No even with step=1 the transform of h is wrong. As I said (h<<5)+(h>>2) is equivalent to (h<<7 + h) (with preservation of the two highest bits) followed by a rotation of 2 bits to the right. and (h<<7+h) is equivalent to (h*129) so the effect is that the transform multiplies by a non-prime (129 which is divisible by 3), followed by a rotation of 2 bits (which is also wrong because the word size is a multiple of 2, so you have divided the hash collision search space by half the wordsize).
This should immediately be changed to (h<<4)-(h>>3): this is equivalent to (h*127)>>>3, where 127 is prime (but not optimal as it is a simple Mersenne that still does correctly distributes all bits of the input)
As well you use a multiplication before just adding a new byte, so hashes of strings with equal lenght 'a','b','c' are always successive integers.
You should really first add the new byte to h, then perform the multiplication (by 127, not 129 if you still want to use a Mersenne number where the multiplication is just an addition or difference of the input and the shifted input!) and then the rotation (by 3 bits, not 2!)
This won't make any different in terms of local time to compute a single hash. But the hash will be MUCH stronger (because you used a prime for the multiplication factor and used a rotation by a odd prime number to that all bits are equally distributed across loops).
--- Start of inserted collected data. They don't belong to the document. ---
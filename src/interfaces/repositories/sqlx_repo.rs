use sqlx::PgPool;

#[derive(Clone)]
pub struct SqlxProjectRepo {
    pub pool: PgPool,
}

#[derive(Clone)]
pub struct SqlxMessageRepo {
    pub pool: PgPool,
}
pub mod message;
pub mod project;
pub mod sqlx_repo;
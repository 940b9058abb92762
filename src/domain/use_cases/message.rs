use crate::{
    entities::{
        message::{MessageListResponse, MessageSentResponse, NewMessageForm},
        pagination::Pagination,
    },
    errors::AppError,
    repositories::message::MessageRepository,
    utils::valid_uuid::valid_uuid,
};
use validator::Validate;

pub struct MessageHandler<R>
where
    R: MessageRepository,
{
    pub message_repo: R,
}

impl<R> MessageHandler<R>
where
    R: MessageRepository,
{
    pub fn new(message_repo: R) -> Self {
        MessageHandler { message_repo }
    }

    /// Stores a contact-form submission
    pub async fn create_message(
        &self,
        request: NewMessageForm
    ) -> Result<MessageSentResponse, AppError> {
        request.validate()?;

        let new_msg = request.prepare_for_insert();

        let saved = self.message_repo.create_message(&new_msg).await?;
        tracing::info!(message_id = %saved.id, "Contact message received");

        Ok(MessageSentResponse {
            success: true,
            message: "Message sent successfully".to_string(),
        })
    }

    /// Lists one page of messages, newest first
    pub async fn list_messages(&self, pagination: Pagination) -> Result<MessageListResponse, AppError> {
        let messages = self.message_repo.list_messages(pagination).await?;
        let total = self.message_repo.count_messages().await?;

        Ok(MessageListResponse::new(messages, total, pagination))
    }

    pub async fn delete_message(&self, id: &str) -> Result<(), AppError> {
        let valid_id = valid_uuid(id)?;

        self.message_repo.delete_message(&valid_id).await?;
        tracing::info!(message_id = %valid_id, "Message deleted");

        Ok(())
    }
}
And as I said, Mersenne primes are not the best primes for the constant factor: it is only a workaround solution for very small devices that don't have a fast multiplication of two integers. you should use a prime that has alternates the highest number of sequences of 1 and sequences of 0 (ideally a binary number of the form "101010...101" and only if it is a prime.
It appears that the hex number 0x5555 = 0b0101_0101_0101_0101 (for a 16-bit multiplier, suitable for a 32-bit wordsize for the hash) = 21845 is not a prime as it is divisible by a small factor 5.
So you need to allow two successive bits being set to 1:
*
0b1101_0101_0101_0101 = 0xD555 = 54613 : still not a prime
* 0b1011_0101_0101_0101 = 0xB555 = 46421 : still not a prime
* 0b1010_1101_0101_0101 = 0xAD55 = 44373 : still not a prime
* 0b1010_1011_0101_0101 = 0xAB55 = 44861 : still not a prime
* 0b1010_1010_1101_0101 = 0xAAD5 = 43733 : still not a prime
* 0b1010_1010_1011_0101 = 0xAAB5 = 43701 : still not a prime
* 0b1010_1010_1010_1101 = 0xAAAD = 43693 : still not a prime
But of course NOT a Mersenne (so cannot be computed with a single addition and two shifts like in the existing code which uses a non-prime Mersenne of the form 2^p+1; with the factor 127, where you've just replaced the "+" by a "-", you use a prime Mersenne of the form 2^p-1, but it's not optimal in terms of propagation of bits of the input in the hash value).
So the optimum solution (for 32-bit wordsize) for fast hashing and the lowest level of collisions is finally this line of code replacing the existing one:
h ^= ((h + cast_byte(ptr[l])) * 0xAAAB)>>>3
Note that even if the multiplication of (h+b) by 0xAAAB cannot be reduced by two shifts and an addition it can be realized that this is like multiplying (h+b) by 0xAA, keeping that result, then shifting by 8 bit and adding the kept result and finally adding the initial h. And to multiply (h+b) by 0xAA, you can split it in two parts as well by shifting by 4 bits so that you need just multiply by 0xA (which is simply the sum of the input shifted by 1 or 3 bits) So in fine, it can be implemented as a few additions and shifts on platforms that don't have fast multiplication (but I bet that even in this case, a single multiplication operation will be faster than using these multiple shifts and additions; the C compiler will generate the code itself to support these multiplications of integers)
You can make similar search for 16-bit or 64-bit wordsize, it won't take long to find a suitable prime that maximimizes the number of alternating sequences of bits set to 1 and 0. The same line of code above will be used, only the constant 0xAAAB will be different.